Action item:
In how many lines of the records does "related" appear? Answer with one number.

Information supplied:

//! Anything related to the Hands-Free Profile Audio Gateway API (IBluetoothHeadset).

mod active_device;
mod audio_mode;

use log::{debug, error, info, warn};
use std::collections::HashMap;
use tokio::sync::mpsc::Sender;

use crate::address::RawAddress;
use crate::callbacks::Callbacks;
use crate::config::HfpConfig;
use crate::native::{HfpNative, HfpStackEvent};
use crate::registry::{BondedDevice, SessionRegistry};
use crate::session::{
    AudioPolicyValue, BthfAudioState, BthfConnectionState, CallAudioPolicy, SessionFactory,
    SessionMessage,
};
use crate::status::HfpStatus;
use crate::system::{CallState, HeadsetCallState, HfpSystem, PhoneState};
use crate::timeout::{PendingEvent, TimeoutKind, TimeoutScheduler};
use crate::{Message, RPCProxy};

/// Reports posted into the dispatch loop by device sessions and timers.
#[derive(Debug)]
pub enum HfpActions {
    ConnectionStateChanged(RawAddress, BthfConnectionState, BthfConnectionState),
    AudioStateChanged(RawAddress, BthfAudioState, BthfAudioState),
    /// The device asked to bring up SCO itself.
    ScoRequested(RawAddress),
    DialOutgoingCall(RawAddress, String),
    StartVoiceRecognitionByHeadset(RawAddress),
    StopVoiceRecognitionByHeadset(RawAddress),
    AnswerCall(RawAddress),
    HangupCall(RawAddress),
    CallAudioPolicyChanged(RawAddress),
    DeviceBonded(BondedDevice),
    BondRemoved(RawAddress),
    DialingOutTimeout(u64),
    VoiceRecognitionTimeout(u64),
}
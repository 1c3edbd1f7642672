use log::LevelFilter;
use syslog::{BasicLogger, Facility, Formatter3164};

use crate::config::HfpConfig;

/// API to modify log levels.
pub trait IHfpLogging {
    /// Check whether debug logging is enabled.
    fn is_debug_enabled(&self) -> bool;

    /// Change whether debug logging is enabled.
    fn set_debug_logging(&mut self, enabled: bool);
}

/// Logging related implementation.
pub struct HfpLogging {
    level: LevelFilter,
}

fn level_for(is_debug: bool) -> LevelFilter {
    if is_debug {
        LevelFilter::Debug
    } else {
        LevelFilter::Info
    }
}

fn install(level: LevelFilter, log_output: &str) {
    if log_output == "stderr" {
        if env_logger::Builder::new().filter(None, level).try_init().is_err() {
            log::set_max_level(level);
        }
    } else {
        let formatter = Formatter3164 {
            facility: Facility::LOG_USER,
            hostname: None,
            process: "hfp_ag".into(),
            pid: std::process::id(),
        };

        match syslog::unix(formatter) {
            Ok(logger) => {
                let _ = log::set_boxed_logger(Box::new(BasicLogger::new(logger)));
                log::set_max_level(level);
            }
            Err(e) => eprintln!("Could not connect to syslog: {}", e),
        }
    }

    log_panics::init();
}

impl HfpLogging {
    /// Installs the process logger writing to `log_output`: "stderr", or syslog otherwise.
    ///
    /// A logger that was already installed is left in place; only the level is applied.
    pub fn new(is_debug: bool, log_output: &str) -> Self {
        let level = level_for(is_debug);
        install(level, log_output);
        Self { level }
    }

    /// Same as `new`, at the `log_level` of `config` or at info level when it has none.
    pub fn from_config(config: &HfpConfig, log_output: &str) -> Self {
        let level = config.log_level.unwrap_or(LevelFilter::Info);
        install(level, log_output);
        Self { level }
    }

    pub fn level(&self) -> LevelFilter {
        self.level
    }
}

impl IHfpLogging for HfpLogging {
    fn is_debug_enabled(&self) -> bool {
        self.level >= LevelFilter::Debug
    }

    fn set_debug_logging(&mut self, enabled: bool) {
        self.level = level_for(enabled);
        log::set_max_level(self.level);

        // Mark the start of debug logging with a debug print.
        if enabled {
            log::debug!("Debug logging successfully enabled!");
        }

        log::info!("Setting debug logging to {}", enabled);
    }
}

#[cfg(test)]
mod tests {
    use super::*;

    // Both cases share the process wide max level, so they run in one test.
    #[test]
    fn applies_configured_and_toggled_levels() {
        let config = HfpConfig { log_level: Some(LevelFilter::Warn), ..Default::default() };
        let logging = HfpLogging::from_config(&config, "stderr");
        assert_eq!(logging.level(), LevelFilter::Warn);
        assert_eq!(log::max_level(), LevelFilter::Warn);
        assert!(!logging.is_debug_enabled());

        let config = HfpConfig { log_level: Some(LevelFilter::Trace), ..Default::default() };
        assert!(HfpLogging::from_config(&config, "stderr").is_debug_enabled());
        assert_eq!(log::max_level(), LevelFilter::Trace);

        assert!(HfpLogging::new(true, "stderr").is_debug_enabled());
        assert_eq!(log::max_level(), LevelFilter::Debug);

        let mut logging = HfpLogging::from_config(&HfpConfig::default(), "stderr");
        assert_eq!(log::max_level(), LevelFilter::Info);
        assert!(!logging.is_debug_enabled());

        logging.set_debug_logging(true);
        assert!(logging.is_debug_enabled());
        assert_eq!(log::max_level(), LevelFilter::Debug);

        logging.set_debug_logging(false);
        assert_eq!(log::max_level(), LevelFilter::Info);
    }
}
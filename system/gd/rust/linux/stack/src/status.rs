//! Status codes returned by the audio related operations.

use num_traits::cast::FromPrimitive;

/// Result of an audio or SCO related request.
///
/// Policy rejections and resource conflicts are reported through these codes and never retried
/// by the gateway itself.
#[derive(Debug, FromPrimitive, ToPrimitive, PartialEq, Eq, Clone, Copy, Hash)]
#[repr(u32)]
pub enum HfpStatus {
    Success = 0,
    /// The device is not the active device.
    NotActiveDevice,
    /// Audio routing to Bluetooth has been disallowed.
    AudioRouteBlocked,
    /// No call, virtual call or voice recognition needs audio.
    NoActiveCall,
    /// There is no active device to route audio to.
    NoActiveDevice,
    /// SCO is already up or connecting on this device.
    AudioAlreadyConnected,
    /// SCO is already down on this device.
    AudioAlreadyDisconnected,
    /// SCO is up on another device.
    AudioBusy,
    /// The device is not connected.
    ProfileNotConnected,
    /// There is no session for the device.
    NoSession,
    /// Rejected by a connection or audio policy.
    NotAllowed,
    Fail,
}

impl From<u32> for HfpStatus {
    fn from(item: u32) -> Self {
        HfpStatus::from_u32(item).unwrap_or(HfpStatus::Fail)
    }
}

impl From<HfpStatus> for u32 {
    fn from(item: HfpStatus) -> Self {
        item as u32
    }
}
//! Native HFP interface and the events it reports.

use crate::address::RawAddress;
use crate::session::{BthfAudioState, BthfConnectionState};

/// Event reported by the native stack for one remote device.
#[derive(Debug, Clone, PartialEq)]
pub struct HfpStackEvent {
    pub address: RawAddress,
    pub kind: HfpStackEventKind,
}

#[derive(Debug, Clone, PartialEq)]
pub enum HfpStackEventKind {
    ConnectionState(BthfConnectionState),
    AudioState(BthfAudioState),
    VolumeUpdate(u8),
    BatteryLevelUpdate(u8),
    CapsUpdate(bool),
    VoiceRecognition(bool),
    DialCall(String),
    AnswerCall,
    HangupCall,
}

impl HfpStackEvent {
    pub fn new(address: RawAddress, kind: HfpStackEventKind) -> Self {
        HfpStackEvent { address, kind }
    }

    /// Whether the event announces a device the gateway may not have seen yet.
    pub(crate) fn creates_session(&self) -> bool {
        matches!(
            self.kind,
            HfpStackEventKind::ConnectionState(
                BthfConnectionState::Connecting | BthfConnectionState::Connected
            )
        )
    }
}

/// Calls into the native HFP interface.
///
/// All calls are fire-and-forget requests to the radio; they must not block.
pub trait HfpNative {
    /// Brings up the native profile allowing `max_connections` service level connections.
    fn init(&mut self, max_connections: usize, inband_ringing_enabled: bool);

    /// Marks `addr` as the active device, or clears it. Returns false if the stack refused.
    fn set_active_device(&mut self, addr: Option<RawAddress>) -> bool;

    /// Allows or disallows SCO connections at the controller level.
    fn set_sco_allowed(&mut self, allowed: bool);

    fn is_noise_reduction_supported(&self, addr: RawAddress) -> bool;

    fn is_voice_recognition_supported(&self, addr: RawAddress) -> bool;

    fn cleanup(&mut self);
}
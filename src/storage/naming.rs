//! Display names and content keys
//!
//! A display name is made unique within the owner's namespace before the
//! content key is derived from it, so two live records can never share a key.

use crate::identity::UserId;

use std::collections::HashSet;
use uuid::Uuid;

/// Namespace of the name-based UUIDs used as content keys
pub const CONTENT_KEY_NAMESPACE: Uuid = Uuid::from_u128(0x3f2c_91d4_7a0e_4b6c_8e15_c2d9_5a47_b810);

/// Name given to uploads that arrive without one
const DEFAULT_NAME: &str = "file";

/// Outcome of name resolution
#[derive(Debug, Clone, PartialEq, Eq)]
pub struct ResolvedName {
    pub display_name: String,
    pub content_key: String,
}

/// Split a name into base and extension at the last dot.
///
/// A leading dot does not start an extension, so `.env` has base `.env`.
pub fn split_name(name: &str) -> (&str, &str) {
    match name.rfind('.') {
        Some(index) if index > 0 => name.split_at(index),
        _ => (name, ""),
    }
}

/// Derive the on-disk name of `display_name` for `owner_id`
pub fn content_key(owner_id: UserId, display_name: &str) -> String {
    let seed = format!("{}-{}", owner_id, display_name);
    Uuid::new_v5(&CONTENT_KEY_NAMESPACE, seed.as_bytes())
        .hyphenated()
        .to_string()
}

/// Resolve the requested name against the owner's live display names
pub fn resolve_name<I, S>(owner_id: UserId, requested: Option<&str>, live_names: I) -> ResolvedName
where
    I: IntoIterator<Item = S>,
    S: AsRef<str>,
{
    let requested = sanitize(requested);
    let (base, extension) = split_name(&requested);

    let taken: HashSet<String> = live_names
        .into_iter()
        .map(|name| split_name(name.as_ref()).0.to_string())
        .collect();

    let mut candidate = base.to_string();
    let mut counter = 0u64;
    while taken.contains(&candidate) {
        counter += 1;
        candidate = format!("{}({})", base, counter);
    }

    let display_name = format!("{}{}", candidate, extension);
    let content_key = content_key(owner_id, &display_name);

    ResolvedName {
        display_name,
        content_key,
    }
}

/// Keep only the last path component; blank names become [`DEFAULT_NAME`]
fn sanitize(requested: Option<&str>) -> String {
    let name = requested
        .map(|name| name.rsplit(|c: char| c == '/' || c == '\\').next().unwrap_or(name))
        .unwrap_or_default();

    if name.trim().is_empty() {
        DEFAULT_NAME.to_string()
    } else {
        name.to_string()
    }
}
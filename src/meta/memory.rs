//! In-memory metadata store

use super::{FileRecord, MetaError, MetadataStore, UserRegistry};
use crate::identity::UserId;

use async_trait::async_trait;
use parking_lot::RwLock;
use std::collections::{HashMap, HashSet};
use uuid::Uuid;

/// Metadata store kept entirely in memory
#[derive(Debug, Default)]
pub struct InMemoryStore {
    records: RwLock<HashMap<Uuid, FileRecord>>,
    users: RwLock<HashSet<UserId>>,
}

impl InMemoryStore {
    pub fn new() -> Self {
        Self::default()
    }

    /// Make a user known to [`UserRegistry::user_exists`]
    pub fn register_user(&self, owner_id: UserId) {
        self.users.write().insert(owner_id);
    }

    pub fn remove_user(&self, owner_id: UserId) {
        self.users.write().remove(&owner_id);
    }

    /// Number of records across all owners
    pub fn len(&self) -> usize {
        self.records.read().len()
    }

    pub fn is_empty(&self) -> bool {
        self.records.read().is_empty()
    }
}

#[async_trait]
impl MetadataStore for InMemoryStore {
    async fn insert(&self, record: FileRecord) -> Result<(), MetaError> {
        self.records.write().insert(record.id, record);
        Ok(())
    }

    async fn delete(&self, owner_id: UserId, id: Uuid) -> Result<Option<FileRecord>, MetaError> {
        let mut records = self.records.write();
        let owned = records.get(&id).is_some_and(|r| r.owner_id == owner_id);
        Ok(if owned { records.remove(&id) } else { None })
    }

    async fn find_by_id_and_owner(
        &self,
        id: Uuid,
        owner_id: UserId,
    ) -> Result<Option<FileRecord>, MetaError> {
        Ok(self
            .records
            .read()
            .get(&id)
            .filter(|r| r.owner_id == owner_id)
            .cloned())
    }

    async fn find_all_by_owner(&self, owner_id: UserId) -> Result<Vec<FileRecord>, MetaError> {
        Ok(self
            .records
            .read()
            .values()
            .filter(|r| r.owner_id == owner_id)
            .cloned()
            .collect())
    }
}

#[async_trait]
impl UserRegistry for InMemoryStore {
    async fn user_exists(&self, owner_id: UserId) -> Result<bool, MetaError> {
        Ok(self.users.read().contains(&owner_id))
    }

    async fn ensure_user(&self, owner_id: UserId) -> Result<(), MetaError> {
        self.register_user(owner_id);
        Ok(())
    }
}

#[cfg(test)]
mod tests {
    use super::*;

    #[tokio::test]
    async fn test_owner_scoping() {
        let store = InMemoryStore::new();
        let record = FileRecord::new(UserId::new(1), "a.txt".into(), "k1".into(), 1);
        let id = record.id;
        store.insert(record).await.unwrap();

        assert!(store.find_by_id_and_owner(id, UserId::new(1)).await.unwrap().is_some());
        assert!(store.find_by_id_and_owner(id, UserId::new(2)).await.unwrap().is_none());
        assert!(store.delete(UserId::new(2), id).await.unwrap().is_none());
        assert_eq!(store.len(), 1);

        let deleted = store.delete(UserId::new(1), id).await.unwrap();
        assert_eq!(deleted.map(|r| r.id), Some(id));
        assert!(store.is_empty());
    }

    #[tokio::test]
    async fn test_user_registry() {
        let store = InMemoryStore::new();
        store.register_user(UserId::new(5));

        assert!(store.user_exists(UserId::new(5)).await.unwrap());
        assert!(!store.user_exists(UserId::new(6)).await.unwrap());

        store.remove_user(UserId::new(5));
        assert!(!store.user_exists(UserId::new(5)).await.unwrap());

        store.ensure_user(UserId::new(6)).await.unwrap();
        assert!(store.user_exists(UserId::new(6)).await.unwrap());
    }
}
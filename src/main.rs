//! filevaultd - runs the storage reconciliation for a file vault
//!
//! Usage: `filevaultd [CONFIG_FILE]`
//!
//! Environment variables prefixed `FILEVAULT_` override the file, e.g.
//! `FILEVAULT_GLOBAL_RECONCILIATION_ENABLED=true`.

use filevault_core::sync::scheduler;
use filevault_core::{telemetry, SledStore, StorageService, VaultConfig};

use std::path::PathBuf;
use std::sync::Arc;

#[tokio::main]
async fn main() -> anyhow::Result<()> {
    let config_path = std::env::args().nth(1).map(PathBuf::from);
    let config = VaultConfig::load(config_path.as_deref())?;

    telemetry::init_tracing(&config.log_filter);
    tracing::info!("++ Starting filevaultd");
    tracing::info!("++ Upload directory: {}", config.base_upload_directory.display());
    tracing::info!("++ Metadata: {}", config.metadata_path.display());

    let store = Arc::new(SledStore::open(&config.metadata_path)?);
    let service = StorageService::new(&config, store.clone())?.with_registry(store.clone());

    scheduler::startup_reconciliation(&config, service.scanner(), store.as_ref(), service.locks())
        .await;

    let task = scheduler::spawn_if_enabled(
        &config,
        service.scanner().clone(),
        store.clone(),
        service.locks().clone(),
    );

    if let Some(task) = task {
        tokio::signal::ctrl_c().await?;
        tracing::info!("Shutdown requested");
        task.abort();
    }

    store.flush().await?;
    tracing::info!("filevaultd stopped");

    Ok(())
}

Result of this task:
4